[DATA IN THIS EXERCISE — start]

//! deploy-deck - Android device lister
//!
//! This is the binary entry point. All logic lives in the library.

use std::path::PathBuf;

use clap::{Parser, Subcommand};
use ddeck_core::logging;
use tracing::{error, info};

/// deploy-deck - Lists AVDs and connected Android devices as one list
#[derive(Parser, Debug)]
#[command(name = "ddeck")]
#[command(about = "Lists AVDs and connected Android devices as one list", long_about = None)]
struct Args {
    /// Project directory holding `.ddeck/config.toml`
    #[arg(long, value_name = "PATH", global = true)]
    project: Option<PathBuf>,

    #[command(subcommand)]
    command: Option<Command>,
}

#[derive(Subcommand, Debug)]
enum Command {
    /// Print the device list once
    List {
        /// Output a JSON event instead of a table
        #[arg(long)]
        json: bool,
    },

    /// Poll for device changes until Ctrl+C
    Watch {
        /// Output NDJSON events instead of tables
        #[arg(long)]
        json: bool,
    },

    /// Write a default .ddeck/config.toml
    Init,
}

#[tokio::main]
async fn main() -> color_eyre::Result<()> {
    color_eyre::install()?;

    // Logging goes to a file so stdout stays clean for JSON output
    if let Err(e) = logging::init() {
        eprintln!("Warning: logging disabled: {}", e);
    }

    let args = Args::parse();

    let project_path = args
        .project
        .unwrap_or_else(|| std::env::current_dir().unwrap_or_else(|_| PathBuf::from(".")));

    info!("═══════════════════════════════════════════════════════");
    info!("Command: {:?}", args.command);
    info!("Project: {}", project_path.display());
    info!("═══════════════════════════════════════════════════════");

    let result = match args.command.unwrap_or(Command::List { json: false }) {
        Command::List { json } => deploy_deck::run_list(&project_path, json).await,
        Command::Watch { json } => deploy_deck::run_watch(&project_path, json).await,
        Command::Init => deploy_deck::run_init(&project_path).map(|_| ()),
    };

    if let Err(ref e) = result {
        error!("Command failed: {:?}", e);
        if let Ok(log_file) = logging::get_current_log_file() {
            eprintln!("See {} for details", log_file.display());
        }
    }

    info!("deploy-deck exiting");
    Ok(result?)
}
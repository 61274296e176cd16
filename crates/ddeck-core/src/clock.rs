//! Time source for connection timestamps

use chrono::{DateTime, Utc};

/// Supplies the current instant
///
/// Reconciliation never reads the system time directly so tests can pin it.
pub trait Clock: Send + Sync + std::fmt::Debug {
    fn now(&self) -> DateTime<Utc>;
}

/// Wall-clock time
#[derive(Debug, Clone, Copy, Default)]
pub struct SystemClock;

impl Clock for SystemClock {
    fn now(&self) -> DateTime<Utc> {
        Utc::now()
    }
}

/// A clock that always returns the same instant
#[derive(Debug, Clone, Copy, PartialEq, Eq)]
pub struct FixedClock {
    instant: DateTime<Utc>,
}

impl FixedClock {
    pub fn new(instant: DateTime<Utc>) -> Self {
        Self { instant }
    }

    /// Parse an RFC 3339 timestamp such as `2018-11-28T01:15:27Z`
    pub fn parse(rfc3339: &str) -> Result<Self, chrono::ParseError> {
        let instant = DateTime::parse_from_rfc3339(rfc3339)?.with_timezone(&Utc);
        Ok(Self { instant })
    }
}

impl Clock for FixedClock {
    fn now(&self) -> DateTime<Utc> {
        self.instant
    }
}
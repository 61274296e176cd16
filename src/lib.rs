//! deploy-deck library
//!
//! Lists the Android devices an app can be deployed to: configured AVDs and
//! attached hardware, reconciled into one ordered list.

pub mod commands;
pub mod render;

// Re-export main entry points
pub use commands::{run_init, run_list, run_watch};
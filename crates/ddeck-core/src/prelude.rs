//! Prelude for common imports used throughout all deploy-deck crates

pub use crate::error::{Error, Result, ResultExt};
pub use tracing::{debug, error, info, instrument, trace, warn};
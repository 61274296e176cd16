//! Running Android SDK tools with a timeout

use ddeck_core::prelude::*;
use std::path::Path;
use std::process::Stdio;
use std::time::Duration;
use tokio::process::Command;
use tokio::time::timeout;

/// Run `program` with `args` and return its stdout
///
/// A non-zero exit status is an error carrying stderr.
pub async fn run_tool(program: &Path, args: &[&str], limit: Duration) -> Result<String> {
    let command_line = format!("{} {}", tool_name(program), args.join(" "));
    trace!("Running {}", command_line);

    let output = Command::new(program)
        .args(args)
        .stdin(Stdio::null())
        .stdout(Stdio::piped())
        .stderr(Stdio::piped())
        .kill_on_drop(true)
        .output();

    let output = timeout(limit, output)
        .await
        .map_err(|_| Error::timeout(&command_line, limit))?
        .map_err(|e| {
            if e.kind() == std::io::ErrorKind::NotFound {
                Error::tool_not_found(tool_name(program))
            } else {
                Error::process(format!("Failed to run {}: {}", command_line, e))
            }
        })?;

    let stdout = String::from_utf8_lossy(&output.stdout).to_string();

    if !output.status.success() {
        let stderr = String::from_utf8_lossy(&output.stderr);
        return Err(Error::process(format!(
            "{} failed with exit code {:?}: {}",
            command_line,
            output.status.code(),
            stderr.trim()
        )));
    }

    Ok(stdout)
}

fn tool_name(program: &Path) -> String {
    program
        .file_name()
        .map(|name| name.to_string_lossy().to_string())
        .unwrap_or_else(|| program.display().to_string())
}
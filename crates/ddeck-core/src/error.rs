//! Application error types with rich context

use std::time::Duration;
use thiserror::Error;

/// Result type alias using our Error type
pub type Result<T> = std::result::Result<T, Error>;

/// Application error types organized by layer/domain
#[derive(Debug, Error)]
pub enum Error {
    // ─────────────────────────────────────────────────────────────
    // Common/Infrastructure Errors
    // ─────────────────────────────────────────────────────────────
    #[error("IO error: {0}")]
    Io(#[from] std::io::Error),

    // ─────────────────────────────────────────────────────────────
    // Android Tooling Errors
    // ─────────────────────────────────────────────────────────────
    #[error("{tool} not found. Set ANDROID_HOME or add it to your PATH.")]
    ToolNotFound { tool: String },

    #[error("Device bridge process error: {message}")]
    Process { message: String },

    #[error("Command timed out after {millis}ms: {command}")]
    Timeout { command: String, millis: u64 },

    #[error("Unexpected tool output: {message}")]
    Protocol { message: String },

    // ─────────────────────────────────────────────────────────────
    // Configuration Errors
    // ─────────────────────────────────────────────────────────────
    #[error("Configuration error: {message}")]
    Config { message: String },
}

// ─────────────────────────────────────────────────────────────────
// Convenience Constructors
// ─────────────────────────────────────────────────────────────────

impl Error {
    pub fn tool_not_found(tool: impl Into<String>) -> Self {
        Self::ToolNotFound { tool: tool.into() }
    }

    pub fn process(message: impl Into<String>) -> Self {
        Self::Process {
            message: message.into(),
        }
    }

    pub fn timeout(command: impl Into<String>, limit: Duration) -> Self {
        Self::Timeout {
            command: command.into(),
            millis: u64::try_from(limit.as_millis()).unwrap_or(u64::MAX),
        }
    }

    pub fn protocol(message: impl Into<String>) -> Self {
        Self::Protocol {
            message: message.into(),
        }
    }

    pub fn config(message: impl Into<String>) -> Self {
        Self::Config {
            message: message.into(),
        }
    }

    /// Check if this is a recoverable error
    ///
    /// Recoverable errors are retried on the next poll.
    pub fn is_recoverable(&self) -> bool {
        matches!(
            self,
            Error::Process { .. } | Error::Timeout { .. } | Error::Protocol { .. }
        )
    }

    /// Check if this error should trigger application exit
    pub fn is_fatal(&self) -> bool {
        matches!(self, Error::ToolNotFound { .. })
    }
}

// ─────────────────────────────────────────────────────────────────
// Error Context Extensions
// ─────────────────────────────────────────────────────────────────

/// Extension trait for adding context to Results
pub trait ResultExt<T> {
    /// Add context to an error
    fn context(self, context: impl Into<String>) -> Result<T>;

    /// Add context with a closure (lazy evaluation)
    fn with_context<F>(self, f: F) -> Result<T>
    where
        F: FnOnce() -> String;
}

impl<T, E: Into<Error>> ResultExt<T> for std::result::Result<T, E> {
    fn context(self, context: impl Into<String>) -> Result<T> {
        self.map_err(|e| {
            let err = e.into();
            tracing::error!("{}: {:?}", context.into(), err);
            err
        })
    }

    fn with_context<F>(self, f: F) -> Result<T>
    where
        F: FnOnce() -> String,
    {
        self.map_err(|e| {
            let err = e.into();
            tracing::error!("{}: {:?}", f(), err);
            err
        })
    }
}
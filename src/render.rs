//! Plain-text rendering of device lists for the terminal

use ddeck_app::{Compatibility, DeckEvent, DeviceView};
use ddeck_core::Device;

const SINCE_FORMAT: &str = "%Y-%m-%d %H:%M:%S";

/// Render devices as an aligned table
///
/// The COMPATIBILITY column only appears when a checker produced results.
pub fn render_table(views: &[DeviceView]) -> String {
    if views.is_empty() {
        return "No AVDs or connected devices found.\n".to_string();
    }

    let with_compatibility = views.iter().any(|view| view.compatibility.is_some());

    let mut header = vec!["NAME", "KEY", "TYPE", "STATUS", "API", "CONNECTED SINCE (UTC)"];
    if with_compatibility {
        header.push("COMPATIBILITY");
    }

    let rows: Vec<Vec<String>> = views
        .iter()
        .map(|view| {
            let device = &view.device;
            let mut row = vec![
                device.name().to_string(),
                device.key().to_string(),
                device.kind().to_string(),
                status(device).to_string(),
                device
                    .android_device()
                    .api_level
                    .map(|api| api.to_string())
                    .unwrap_or_else(|| "-".to_string()),
                device
                    .connection_time()
                    .map(|time| time.format(SINCE_FORMAT).to_string())
                    .unwrap_or_else(|| "-".to_string()),
            ];
            if with_compatibility {
                row.push(
                    view.compatibility
                        .as_ref()
                        .map(compatibility_label)
                        .unwrap_or_else(|| "-".to_string()),
                );
            }
            row
        })
        .collect();

    let widths: Vec<usize> = header
        .iter()
        .enumerate()
        .map(|(column, title)| {
            rows.iter()
                .map(|row| row[column].chars().count())
                .max()
                .unwrap_or(0)
                .max(title.len())
        })
        .collect();

    let mut out = String::new();
    let header: Vec<String> = header.iter().map(|title| title.to_string()).collect();
    for row in std::iter::once(&header).chain(rows.iter()) {
        let line: Vec<String> = row
            .iter()
            .zip(&widths)
            .map(|(cell, width)| format!("{:<width$}", cell, width = width))
            .collect();
        out.push_str(line.join("  ").trim_end());
        out.push('\n');
    }
    out
}

/// One line describing a connection change, `None` for other events
pub fn render_change(event: &DeckEvent) -> Option<String> {
    match event {
        DeckEvent::DeviceConnected { name, key, kind, .. } => {
            Some(format!("+ {} [{}] {} connected", name, key, kind))
        }
        DeckEvent::DeviceDisconnected { name, key, kind, .. } => {
            Some(format!("- {} [{}] {} disconnected", name, key, kind))
        }
        _ => None,
    }
}

fn status(device: &Device) -> &'static str {
    match device {
        Device::Virtual(d) if d.is_connected() => "running",
        Device::Virtual(_) => "stopped",
        Device::Physical(d) if d.android_device().running => "connected",
        Device::Physical(_) => "offline",
    }
}

fn compatibility_label(compatibility: &Compatibility) -> String {
    match compatibility {
        Compatibility::Compatible => "ok".to_string(),
        Compatibility::Incompatible { reason } => reason.clone(),
        Compatibility::Unknown => "unknown".to_string(),
    }
}

#[cfg(test)]
mod tests {
    use super::*;
    use chrono::{DateTime, Utc};
    use ddeck_core::test_utils::test_avd;
    use ddeck_core::{AndroidDevice, PhysicalDevice};

    fn time() -> DateTime<Utc> {
        DateTime::parse_from_rfc3339("2018-11-28T01:15:27Z")
            .unwrap()
            .with_timezone(&Utc)
    }

    fn view(device: Device, compatibility: Option<Compatibility>) -> DeviceView {
        DeviceView {
            device,
            compatibility,
        }
    }

    #[test]
    fn test_render_empty() {
        assert_eq!(render_table(&[]), "No AVDs or connected devices found.\n");
    }

    #[test]
    fn test_render_table() {
        let views = vec![
            view(test_avd("Pixel_2_API_Q").into(), None),
            view(
                PhysicalDevice::new(
                    "86UX00F4R",
                    "Google Pixel 3",
                    time(),
                    AndroidDevice::connected("86UX00F4R").with_api_level(Some(29)),
                )
                .into(),
                None,
            ),
        ];

        let out = render_table(&views);
        let lines: Vec<&str> = out.lines().collect();

        assert_eq!(lines.len(), 3);
        assert!(lines[0].starts_with("NAME"));
        assert!(!lines[0].contains("COMPATIBILITY"));
        assert!(lines[1].starts_with("Pixel 2 API Q   Pixel_2_API_Q  virtual   stopped"));
        assert!(lines[2].starts_with("Google Pixel 3  86UX00F4R      physical  connected"));
        assert!(lines[2].ends_with("29   2018-11-28 01:15:27"));
    }

    #[test]
    fn test_render_table_with_compatibility() {
        let views = vec![view(
            test_avd("Pixel_2_API_Q").into(),
            Some(Compatibility::Incompatible {
                reason: "API level 27 is lower than the minimum 28".to_string(),
            }),
        )];

        let out = render_table(&views);

        assert!(out.lines().next().unwrap().ends_with("COMPATIBILITY"));
        assert!(out.contains("API level 27 is lower than the minimum 28"));
    }

    #[test]
    fn test_render_change() {
        let device: Device = test_avd("Pixel_3_API_Q").with_connected(true).into();

        assert_eq!(
            render_change(&DeckEvent::device_connected(&device)).as_deref(),
            Some("+ Pixel 3 API Q [Pixel_3_API_Q] virtual connected")
        );
        assert_eq!(
            render_change(&DeckEvent::device_disconnected(&device)).as_deref(),
            Some("- Pixel 3 API Q [Pixel_3_API_Q] virtual disconnected")
        );
        assert_eq!(render_change(&DeckEvent::error("x".to_string(), false)), None);
    }
}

[DATA IN THIS EXERCISE — finish]

> [TASK DIRECTIONS]
Extract, from the material above, each line holding the word "ResultExt".

> [COMPLETED TASK]
pub use crate::error::{Error, Result, ResultExt};
pub trait ResultExt<T> {
impl<T, E: Into<Error>> ResultExt<T> for std::result::Result<T, E> {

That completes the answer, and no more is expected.